Exercise details:
Using the data below, copy out all lines with the word "AsyncWrite".

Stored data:
• • •
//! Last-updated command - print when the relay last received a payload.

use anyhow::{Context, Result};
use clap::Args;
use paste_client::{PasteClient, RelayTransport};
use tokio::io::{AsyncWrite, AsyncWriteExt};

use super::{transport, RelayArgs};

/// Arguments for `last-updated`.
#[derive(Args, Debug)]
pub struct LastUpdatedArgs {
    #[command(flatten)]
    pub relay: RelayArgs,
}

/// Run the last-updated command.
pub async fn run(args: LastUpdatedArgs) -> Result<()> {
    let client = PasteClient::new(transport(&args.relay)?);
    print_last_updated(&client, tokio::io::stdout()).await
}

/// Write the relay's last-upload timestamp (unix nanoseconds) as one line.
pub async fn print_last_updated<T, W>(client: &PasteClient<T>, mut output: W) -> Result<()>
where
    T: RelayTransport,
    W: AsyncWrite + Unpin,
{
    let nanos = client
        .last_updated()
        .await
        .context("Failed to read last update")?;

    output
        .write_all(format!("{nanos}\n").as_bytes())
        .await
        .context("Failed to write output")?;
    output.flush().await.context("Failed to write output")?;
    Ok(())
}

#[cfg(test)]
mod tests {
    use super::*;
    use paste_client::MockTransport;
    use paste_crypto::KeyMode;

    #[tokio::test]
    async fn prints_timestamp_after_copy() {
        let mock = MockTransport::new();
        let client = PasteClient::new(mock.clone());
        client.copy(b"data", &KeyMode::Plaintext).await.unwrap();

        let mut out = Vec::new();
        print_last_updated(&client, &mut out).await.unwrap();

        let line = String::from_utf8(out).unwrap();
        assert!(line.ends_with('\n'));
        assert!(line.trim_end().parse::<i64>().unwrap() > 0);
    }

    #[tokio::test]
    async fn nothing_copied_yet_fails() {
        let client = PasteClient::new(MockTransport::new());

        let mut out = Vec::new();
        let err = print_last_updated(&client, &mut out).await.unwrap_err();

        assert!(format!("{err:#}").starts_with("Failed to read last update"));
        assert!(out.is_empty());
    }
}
• • •
Result below:
use tokio::io::{AsyncWrite, AsyncWriteExt};
    W: AsyncWrite + Unpin,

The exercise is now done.